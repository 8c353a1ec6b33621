//! Attestation signing
//!
//! Two outputs:
//! - [`OffchainAttestation`]: the attester signs its own claim for off-ledger
//!   verification (`sign_direct`).
//! - [`DelegatedAttestation`]: the attester signs a request another identity
//!   submits and pays for (`sign_delegated`).
//!
//! Signing is pure: the same inputs and key give the same signature. Nonces,
//! timestamps and salts are chosen by the caller.

use alloy_primitives::{Address, B256, U256};
use serde::{Deserialize, Serialize};
use std::fmt;

use super::typed_data::{digest, members, struct_hash, Eip712Domain, TypedValue};
use super::wallet::{self, Signature, Wallet};
use crate::codec::abi::Packed;
use crate::codec::EncodedPayload;
use crate::types::{address_checksum, b256_hex, bytes_hex, NotaryError, Result};

/// Domain name the registry uses for delegated requests
pub const EAS_DOMAIN_NAME: &str = "EAS";
/// Domain name for off-ledger attestations
pub const OFFCHAIN_DOMAIN_NAME: &str = "EAS Attestation";

pub const OFFCHAIN_TYPE_V1: &str = "Attest(uint16 version,bytes32 schema,address recipient,uint64 time,uint64 expirationTime,bool revocable,bytes32 refUID,bytes data)";
pub const OFFCHAIN_TYPE_V2: &str = "Attest(uint16 version,bytes32 schema,address recipient,uint64 time,uint64 expirationTime,bool revocable,bytes32 refUID,bytes data,bytes32 salt)";
pub const DELEGATED_TYPE: &str = "Attest(address attester,bytes32 schema,address recipient,uint64 expirationTime,bool revocable,bytes32 refUID,bytes data,uint256 value,uint256 nonce,uint64 deadline)";
pub const DELEGATED_PROXY_TYPE: &str = "Attest(address attester,bytes32 schema,address recipient,uint64 expirationTime,bool revocable,bytes32 refUID,bytes data,uint256 value,uint64 deadline)";

/// What a claim asks the registry to record
#[derive(Debug, Clone, PartialEq, Eq)]
pub struct AttestationRequest {
    pub schema: B256,
    pub recipient: Address,
    pub data: Vec<u8>,
    /// 0 = never expires
    pub expiration_time: u64,
    pub revocable: bool,
    /// Zero = no referenced attestation
    pub ref_uid: B256,
    pub value: U256,
}

impl AttestationRequest {
    pub fn new(schema: B256, recipient: Address, payload: EncodedPayload, revocable: bool) -> Self {
        Self {
            schema,
            recipient,
            data: payload.into_bytes(),
            expiration_time: 0,
            revocable,
            ref_uid: B256::ZERO,
            value: U256::ZERO,
        }
    }
}

// ============================================================================
// Off-ledger attestations
// ============================================================================

/// Off-ledger attestation format version
#[derive(Debug, Clone, Copy, PartialEq, Eq, Serialize, Deserialize)]
#[serde(into = "u16", try_from = "u16")]
pub enum OffchainVersion {
    V1,
    /// Adds a random salt so identical claims get distinct UIDs
    V2,
}

impl OffchainVersion {
    pub fn as_u16(self) -> u16 {
        match self {
            Self::V1 => 1,
            Self::V2 => 2,
        }
    }

    pub fn type_string(self) -> &'static str {
        match self {
            Self::V1 => OFFCHAIN_TYPE_V1,
            Self::V2 => OFFCHAIN_TYPE_V2,
        }
    }
}

impl From<OffchainVersion> for u16 {
    fn from(version: OffchainVersion) -> Self {
        version.as_u16()
    }
}

impl TryFrom<u16> for OffchainVersion {
    type Error = String;

    fn try_from(value: u16) -> std::result::Result<Self, Self::Error> {
        match value {
            1 => Ok(Self::V1),
            2 => Ok(Self::V2),
            other => Err(format!("unsupported off-ledger version {other}")),
        }
    }
}

impl fmt::Display for OffchainVersion {
    fn fmt(&self, f: &mut fmt::Formatter<'_>) -> fmt::Result {
        write!(f, "{}", self.as_u16())
    }
}

#[derive(Debug, Clone, PartialEq, Eq, Serialize, Deserialize)]
pub struct TypeMember {
    pub name: String,
    #[serde(rename = "type")]
    pub ty: String,
}

#[derive(Debug, Clone, PartialEq, Eq, Serialize, Deserialize)]
pub struct OffchainTypes {
    #[serde(rename = "Attest")]
    pub attest: Vec<TypeMember>,
}

#[derive(Debug, Clone, PartialEq, Eq, Serialize, Deserialize)]
#[serde(rename_all = "camelCase")]
pub struct OffchainMessage {
    pub version: OffchainVersion,
    #[serde(with = "b256_hex")]
    pub schema: B256,
    #[serde(with = "address_checksum")]
    pub recipient: Address,
    pub time: u64,
    pub expiration_time: u64,
    pub revocable: bool,
    #[serde(rename = "refUID", with = "b256_hex")]
    pub ref_uid: B256,
    #[serde(with = "bytes_hex")]
    pub data: Vec<u8>,
    #[serde(default, skip_serializing_if = "Option::is_none", with = "opt_b256")]
    pub salt: Option<B256>,
}

/// A signed off-ledger attestation, in the typed-data shape verifiers consume
#[derive(Debug, Clone, PartialEq, Eq, Serialize, Deserialize)]
#[serde(rename_all = "camelCase")]
pub struct OffchainAttestation {
    pub version: OffchainVersion,
    #[serde(with = "b256_hex")]
    pub uid: B256,
    pub domain: Eip712Domain,
    pub primary_type: String,
    pub types: OffchainTypes,
    pub message: OffchainMessage,
    pub signature: Signature,
}

impl OffchainAttestation {
    pub fn digest(&self) -> B256 {
        let m = &self.message;
        let mut values = vec![
            TypedValue::uint(m.version.as_u16() as u64),
            TypedValue::Bytes32(m.schema),
            TypedValue::Address(m.recipient),
            TypedValue::uint(m.time),
            TypedValue::uint(m.expiration_time),
            TypedValue::Bool(m.revocable),
            TypedValue::Bytes32(m.ref_uid),
            TypedValue::Bytes(m.data.clone()),
        ];
        if let Some(salt) = m.salt {
            values.push(TypedValue::Bytes32(salt));
        }
        digest(&self.domain, &struct_hash(m.version.type_string(), &values))
    }

    pub fn recover_signer(&self) -> Result<Address> {
        wallet::recover(&self.digest(), &self.signature)
    }

    /// Signature and UID both check out against `signer`
    pub fn verify(&self, signer: &Address) -> bool {
        self.uid == offchain_uid(&self.message) && wallet::verify(&self.digest(), &self.signature, signer)
    }
}

/// UID of an off-ledger attestation
pub fn offchain_uid(message: &OffchainMessage) -> B256 {
    let packed = Packed::new()
        .u16(message.version.as_u16())
        .bytes(message.schema.as_slice())
        .address(&message.recipient)
        .address(&Address::ZERO)
        .u64(message.time)
        .u64(message.expiration_time)
        .bool(message.revocable)
        .bytes(message.ref_uid.as_slice())
        .bytes(&message.data);
    let packed = match message.salt {
        Some(salt) => packed.bytes(salt.as_slice()),
        None => packed,
    };
    packed.u32(0).keccak()
}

************

| Problem to work on |
From the line holding "pub struct OffchainAttestation" down to the last line of the records above, restate each line exactly as written.

| Result for this exercise |
pub struct OffchainAttestation {
    pub version: OffchainVersion,
    #[serde(with = "b256_hex")]
    pub uid: B256,
    pub domain: Eip712Domain,
    pub primary_type: String,
    pub types: OffchainTypes,
    pub message: OffchainMessage,
    pub signature: Signature,
}

impl OffchainAttestation {
    pub fn digest(&self) -> B256 {
        let m = &self.message;
        let mut values = vec![
            TypedValue::uint(m.version.as_u16() as u64),
            TypedValue::Bytes32(m.schema),
            TypedValue::Address(m.recipient),
            TypedValue::uint(m.time),
            TypedValue::uint(m.expiration_time),
            TypedValue::Bool(m.revocable),
            TypedValue::Bytes32(m.ref_uid),
            TypedValue::Bytes(m.data.clone()),
        ];
        if let Some(salt) = m.salt {
            values.push(TypedValue::Bytes32(salt));
        }
        digest(&self.domain, &struct_hash(m.version.type_string(), &values))
    }

    pub fn recover_signer(&self) -> Result<Address> {
        wallet::recover(&self.digest(), &self.signature)
    }

    /// Signature and UID both check out against `signer`
    pub fn verify(&self, signer: &Address) -> bool {
        self.uid == offchain_uid(&self.message) && wallet::verify(&self.digest(), &self.signature, signer)
    }
}

/// UID of an off-ledger attestation
pub fn offchain_uid(message: &OffchainMessage) -> B256 {
    let packed = Packed::new()
        .u16(message.version.as_u16())
        .bytes(message.schema.as_slice())
        .address(&message.recipient)
        .address(&Address::ZERO)
        .u64(message.time)
        .u64(message.expiration_time)
        .bool(message.revocable)
        .bytes(message.ref_uid.as_slice())
        .bytes(&message.data);
    let packed = match message.salt {
        Some(salt) => packed.bytes(salt.as_slice()),
        None => packed,
    };
    packed.u32(0).keccak()
}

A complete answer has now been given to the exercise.